Figure 1: Computation time (in seconds) where MKL-R solid green, solid lines for CPU, dashed lines for GPU with CUDA, pink lines for GPUmatrix with float64 and blue lines for GPUmatrix with float32. All calculations are performed on square matrices. The x-axis represents the number of rows in the matrices. The operations are the element-wise or Hadamard product of two matrices, the exponential of each element of a matrix, the mean of the rows of a matrix, the standard matrix product, the inverse of a matrix, and the singular value decomposition of a matrix (SVD).

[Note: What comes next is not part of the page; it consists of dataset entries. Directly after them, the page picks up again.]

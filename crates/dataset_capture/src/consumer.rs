//! In-memory consumer

use std::sync::{Mutex, PoisonError};

use contracts::{CaptureConsumer, CaptureError, DatasetEvent, Frame};

/// Keeps every event it receives
#[derive(Debug, Default)]
pub struct CollectingConsumer {
    events: Mutex<Vec<DatasetEvent>>,
}

impl CollectingConsumer {
    pub fn new() -> Self {
        Self::default()
    }

    pub fn events(&self) -> Vec<DatasetEvent> {
        self.events
            .lock()
            .unwrap_or_else(PoisonError::into_inner)
            .clone()
    }

    pub fn frames(&self) -> Vec<Frame> {
        self.events
            .lock()
            .unwrap_or_else(PoisonError::into_inner)
            .iter()
            .filter_map(|event| match event {
                DatasetEvent::Frame(frame) => Some(frame.clone()),
                _ => None,
            })
            .collect()
    }

    pub fn take(&self) -> Vec<DatasetEvent> {
        std::mem::take(&mut *self.events.lock().unwrap_or_else(PoisonError::into_inner))
    }
}

impl CaptureConsumer for CollectingConsumer {
    fn consume(&self, event: DatasetEvent) -> Result<(), CaptureError> {
        self.events
            .lock()
            .unwrap_or_else(PoisonError::into_inner)
            .push(event);
        Ok(())
    }
}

Figure 1 compares the different computational architectures, namely, CPU -standard R matrices running on MKL on FP64-, CPU64 -GPUmatrix matrices computed on the CPU with FP64-, CPU32 -similar to the previous using FP32-, GPU64 -GPUmatrix matrices stored and computed on the GPU with FP64- and GPU32 -identical to the previous using FP32-.

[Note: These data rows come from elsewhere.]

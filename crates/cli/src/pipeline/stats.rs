//! Pipeline statistics and metrics.

use std::time::Duration;

use dataset_capture::SensorInfo;
use dispatcher::MetricsSnapshot;
use observability::CaptureMetricsAggregator;

use super::HostCounters;

/// Statistics from a pipeline run
#[derive(Debug, Clone, Default)]
pub struct PipelineStats {
    /// What the simulated host reported
    pub host: HostCounters,

    /// Simulated seconds covered by the run
    pub simulated_time: f64,

    /// Wall-clock duration of the run
    pub duration: Duration,

    /// Sensors of the last simulation before shutdown
    pub sensors: Vec<SensorInfo>,

    /// Number of sinks that received data
    pub active_sinks: usize,

    /// Events lost between the capture thread and the dispatcher
    pub events_dropped: u64,

    /// Per-sink final metrics
    pub sink_metrics: Vec<(String, MetricsSnapshot)>,

    /// Aggregated frame statistics
    pub capture_metrics: CaptureMetricsAggregator,
}

impl PipelineStats {
    /// Simulated frames per wall-clock second
    pub fn fps(&self) -> f64 {
        if self.duration.as_secs_f64() > 0.0 {
            self.host.frames as f64 / self.duration.as_secs_f64()
        } else {
            0.0
        }
    }

    /// Print detailed summary
    pub fn print_summary(&self) {
        println!("\n╔══════════════════════════════════════════════════════════════╗");
        println!("║                    Capture Statistics                        ║");
        println!("╚══════════════════════════════════════════════════════════════╝\n");

        println!("📊 Overview");
        println!("   ├─ Duration: {:.2}s", self.duration.as_secs_f64());
        println!("   ├─ Simulated time: {:.3}s", self.simulated_time);
        println!("   ├─ Frames simulated: {}", self.host.frames);
        println!("   ├─ Sequences: {}", self.host.sequences);
        println!("   ├─ FPS: {:.2}", self.fps());
        println!("   └─ Active sinks: {}", self.active_sinks);

        println!("\n📝 Reports");
        println!("   ├─ Captures: {}", self.host.captures);
        println!("   ├─ Annotations: {}", self.host.annotations);
        println!("   ├─ Metrics: {}", self.host.metrics);
        println!("   ├─ Capture requests: {}", self.host.capture_requests);
        println!(
            "   └─ Async annotations: {} recorded, {} dropped",
            self.host.async_recorded, self.host.async_dropped
        );

        if !self.sensors.is_empty() {
            println!("\n📷 Sensors ({})", self.sensors.len());
            for (i, sensor) in self.sensors.iter().enumerate() {
                let prefix = if i == self.sensors.len() - 1 { "└─" } else { "├─" };
                println!(
                    "   {} {} {} ({:?}): {} captures{}",
                    prefix,
                    sensor.handle,
                    sensor.definition.modality,
                    sensor.definition.trigger_mode,
                    sensor.capture_count,
                    if sensor.enabled { "" } else { ", disabled" }
                );
            }
        }

        if !self.sink_metrics.is_empty() {
            println!("\n📤 Sinks");
            for (i, (name, snapshot)) in self.sink_metrics.iter().enumerate() {
                let prefix = if i == self.sink_metrics.len() - 1 { "└─" } else { "├─" };
                println!(
                    "   {} {}: {} written, {} failed, {} dropped",
                    prefix, name, snapshot.write_count, snapshot.failure_count, snapshot.dropped_count
                );
            }
        }

        if self.events_dropped > 0 {
            println!("\n⚠️  {} events dropped before reaching the dispatcher", self.events_dropped);
        }

        println!("\n{}", self.capture_metrics.summary());
    }
}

It is important to note that the y-axis is in logarithmic scale. For example, the element-wise product of a matrix on GPU32 is around five times faster than the same operation on CPU. The results show that the GPU is particularly effective for element-wise operations (Hadamard product, exponential of a matrix). For these operations, it is easier to fully utilize the huge number of cores of a GPU. R-MKL seems to use a single core to perform element-wise operations. The torch implementation is much faster, but not as much as using the GPU. rowMeans is also faster on the GPU than on the CPU. In this case, the GPUmatrix CPU implementation is on par with the GPU. When the operations become more complex, as in the standard product of matrices and computing the inverse, CPU and GPU (using double precision) are closer to each other. However, GPU32 is still much faster than its CPU32 counterpart. Finally, it is not advisable -in terms of speed- to use the GPU for even more complex operations such as the SVD. In this case, GPU64 is the slowest method. GPU32 hardly stands up the comparison with CPU32.